▸ TASK BRIEF
A single number is expected: the count of lines in the records below that contain "EnvFilter".

Source data:
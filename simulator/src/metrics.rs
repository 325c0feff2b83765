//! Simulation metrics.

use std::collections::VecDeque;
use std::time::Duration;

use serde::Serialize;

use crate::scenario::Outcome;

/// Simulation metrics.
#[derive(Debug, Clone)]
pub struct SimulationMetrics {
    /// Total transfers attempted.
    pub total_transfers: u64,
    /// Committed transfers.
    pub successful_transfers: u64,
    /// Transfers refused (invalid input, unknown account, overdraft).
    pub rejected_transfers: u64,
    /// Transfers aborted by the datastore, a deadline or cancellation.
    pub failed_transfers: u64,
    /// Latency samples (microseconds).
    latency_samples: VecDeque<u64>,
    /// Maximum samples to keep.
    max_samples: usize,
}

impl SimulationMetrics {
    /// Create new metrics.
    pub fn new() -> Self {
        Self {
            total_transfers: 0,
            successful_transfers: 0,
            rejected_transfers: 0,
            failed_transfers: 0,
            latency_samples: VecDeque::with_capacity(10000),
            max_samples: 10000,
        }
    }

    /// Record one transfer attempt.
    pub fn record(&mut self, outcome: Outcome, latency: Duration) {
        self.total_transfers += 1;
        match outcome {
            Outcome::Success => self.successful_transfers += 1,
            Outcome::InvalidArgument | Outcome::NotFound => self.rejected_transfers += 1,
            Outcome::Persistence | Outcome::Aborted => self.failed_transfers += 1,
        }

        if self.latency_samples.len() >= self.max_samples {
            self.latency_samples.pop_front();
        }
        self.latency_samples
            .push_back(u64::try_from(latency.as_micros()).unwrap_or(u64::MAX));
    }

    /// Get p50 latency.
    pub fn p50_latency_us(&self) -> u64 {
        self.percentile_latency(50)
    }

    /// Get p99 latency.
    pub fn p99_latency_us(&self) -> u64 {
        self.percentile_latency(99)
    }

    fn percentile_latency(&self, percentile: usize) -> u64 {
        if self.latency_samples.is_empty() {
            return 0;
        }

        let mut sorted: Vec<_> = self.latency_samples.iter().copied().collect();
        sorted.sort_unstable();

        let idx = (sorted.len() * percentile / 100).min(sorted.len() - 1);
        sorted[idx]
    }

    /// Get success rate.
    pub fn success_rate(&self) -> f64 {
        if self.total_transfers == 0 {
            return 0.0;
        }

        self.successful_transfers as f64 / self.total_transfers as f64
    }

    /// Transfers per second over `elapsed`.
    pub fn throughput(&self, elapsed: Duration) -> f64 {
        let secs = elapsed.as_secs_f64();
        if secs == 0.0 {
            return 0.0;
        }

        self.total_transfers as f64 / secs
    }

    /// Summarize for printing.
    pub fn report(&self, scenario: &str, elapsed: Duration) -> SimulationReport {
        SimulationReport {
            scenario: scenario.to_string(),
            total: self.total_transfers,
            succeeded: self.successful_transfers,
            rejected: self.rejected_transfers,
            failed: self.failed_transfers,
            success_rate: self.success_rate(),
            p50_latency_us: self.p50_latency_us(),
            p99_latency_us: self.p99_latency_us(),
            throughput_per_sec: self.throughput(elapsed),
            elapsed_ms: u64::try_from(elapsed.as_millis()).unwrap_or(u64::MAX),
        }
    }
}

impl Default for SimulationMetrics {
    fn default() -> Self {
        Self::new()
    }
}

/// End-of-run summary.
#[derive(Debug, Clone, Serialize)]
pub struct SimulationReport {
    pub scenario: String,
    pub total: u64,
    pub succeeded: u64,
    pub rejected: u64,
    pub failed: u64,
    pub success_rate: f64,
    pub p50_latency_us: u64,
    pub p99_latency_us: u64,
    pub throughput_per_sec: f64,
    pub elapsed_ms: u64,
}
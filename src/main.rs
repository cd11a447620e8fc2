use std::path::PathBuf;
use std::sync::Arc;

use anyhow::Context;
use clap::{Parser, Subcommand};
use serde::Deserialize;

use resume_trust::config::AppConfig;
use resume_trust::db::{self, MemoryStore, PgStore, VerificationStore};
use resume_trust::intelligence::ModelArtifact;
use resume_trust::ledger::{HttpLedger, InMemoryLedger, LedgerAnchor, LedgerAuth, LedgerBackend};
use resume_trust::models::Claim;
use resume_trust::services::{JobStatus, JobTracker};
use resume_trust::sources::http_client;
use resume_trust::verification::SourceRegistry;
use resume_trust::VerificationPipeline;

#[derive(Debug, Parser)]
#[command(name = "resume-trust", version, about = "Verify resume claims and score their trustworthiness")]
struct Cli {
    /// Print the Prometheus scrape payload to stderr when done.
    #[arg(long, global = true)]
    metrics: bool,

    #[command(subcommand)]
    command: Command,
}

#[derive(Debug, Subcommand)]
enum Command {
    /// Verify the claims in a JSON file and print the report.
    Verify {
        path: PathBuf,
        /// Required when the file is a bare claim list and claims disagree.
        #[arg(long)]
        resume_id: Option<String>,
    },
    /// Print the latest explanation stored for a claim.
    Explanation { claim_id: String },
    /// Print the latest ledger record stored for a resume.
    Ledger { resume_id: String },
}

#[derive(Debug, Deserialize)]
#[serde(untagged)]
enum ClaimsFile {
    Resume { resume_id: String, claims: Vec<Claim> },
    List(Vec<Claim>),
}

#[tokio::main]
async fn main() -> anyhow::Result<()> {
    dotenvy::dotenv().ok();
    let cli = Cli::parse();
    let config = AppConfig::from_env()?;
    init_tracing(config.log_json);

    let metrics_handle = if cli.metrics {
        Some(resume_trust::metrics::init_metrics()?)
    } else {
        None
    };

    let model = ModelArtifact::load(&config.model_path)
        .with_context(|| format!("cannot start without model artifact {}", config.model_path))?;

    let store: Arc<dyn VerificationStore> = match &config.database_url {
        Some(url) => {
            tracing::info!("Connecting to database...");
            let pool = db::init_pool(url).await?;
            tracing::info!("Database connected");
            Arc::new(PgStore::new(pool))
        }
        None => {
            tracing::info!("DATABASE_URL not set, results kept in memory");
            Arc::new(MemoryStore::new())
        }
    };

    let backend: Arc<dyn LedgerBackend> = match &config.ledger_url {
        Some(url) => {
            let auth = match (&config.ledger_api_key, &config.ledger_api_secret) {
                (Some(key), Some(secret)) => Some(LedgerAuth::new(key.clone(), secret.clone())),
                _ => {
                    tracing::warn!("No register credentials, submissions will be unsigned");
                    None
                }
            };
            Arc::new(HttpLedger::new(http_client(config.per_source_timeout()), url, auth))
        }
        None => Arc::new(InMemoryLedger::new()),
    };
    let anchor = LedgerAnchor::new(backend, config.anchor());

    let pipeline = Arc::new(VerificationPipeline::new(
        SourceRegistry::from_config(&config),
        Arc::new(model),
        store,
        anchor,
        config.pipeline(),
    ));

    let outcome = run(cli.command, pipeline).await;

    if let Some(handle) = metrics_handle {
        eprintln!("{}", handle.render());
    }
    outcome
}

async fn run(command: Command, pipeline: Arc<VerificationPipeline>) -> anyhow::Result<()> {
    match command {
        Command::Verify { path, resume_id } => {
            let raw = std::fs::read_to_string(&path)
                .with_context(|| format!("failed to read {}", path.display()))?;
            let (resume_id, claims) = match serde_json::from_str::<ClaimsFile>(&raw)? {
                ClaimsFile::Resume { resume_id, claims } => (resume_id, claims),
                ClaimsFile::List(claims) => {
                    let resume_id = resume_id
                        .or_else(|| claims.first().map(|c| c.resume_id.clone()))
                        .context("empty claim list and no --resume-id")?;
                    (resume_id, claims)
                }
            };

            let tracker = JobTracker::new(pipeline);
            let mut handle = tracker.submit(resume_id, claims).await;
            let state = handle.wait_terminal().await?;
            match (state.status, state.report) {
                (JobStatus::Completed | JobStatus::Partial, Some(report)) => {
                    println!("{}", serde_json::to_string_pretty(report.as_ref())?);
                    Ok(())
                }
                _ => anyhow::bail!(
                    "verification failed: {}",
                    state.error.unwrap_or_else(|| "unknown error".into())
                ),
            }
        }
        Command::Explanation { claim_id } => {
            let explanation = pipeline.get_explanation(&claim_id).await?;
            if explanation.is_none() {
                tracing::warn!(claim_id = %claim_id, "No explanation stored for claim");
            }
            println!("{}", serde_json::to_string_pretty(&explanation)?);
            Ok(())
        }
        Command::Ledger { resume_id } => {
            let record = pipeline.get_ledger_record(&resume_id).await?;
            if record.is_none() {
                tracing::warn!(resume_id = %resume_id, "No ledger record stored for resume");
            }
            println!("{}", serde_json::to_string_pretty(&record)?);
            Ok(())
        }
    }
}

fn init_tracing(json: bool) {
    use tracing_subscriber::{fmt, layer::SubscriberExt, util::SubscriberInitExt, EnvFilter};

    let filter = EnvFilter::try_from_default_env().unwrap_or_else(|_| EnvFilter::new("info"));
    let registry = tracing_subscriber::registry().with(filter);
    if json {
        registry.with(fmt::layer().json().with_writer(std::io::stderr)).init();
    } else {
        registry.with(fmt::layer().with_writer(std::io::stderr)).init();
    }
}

▸ ANSWER FOR THIS EXERCISE
2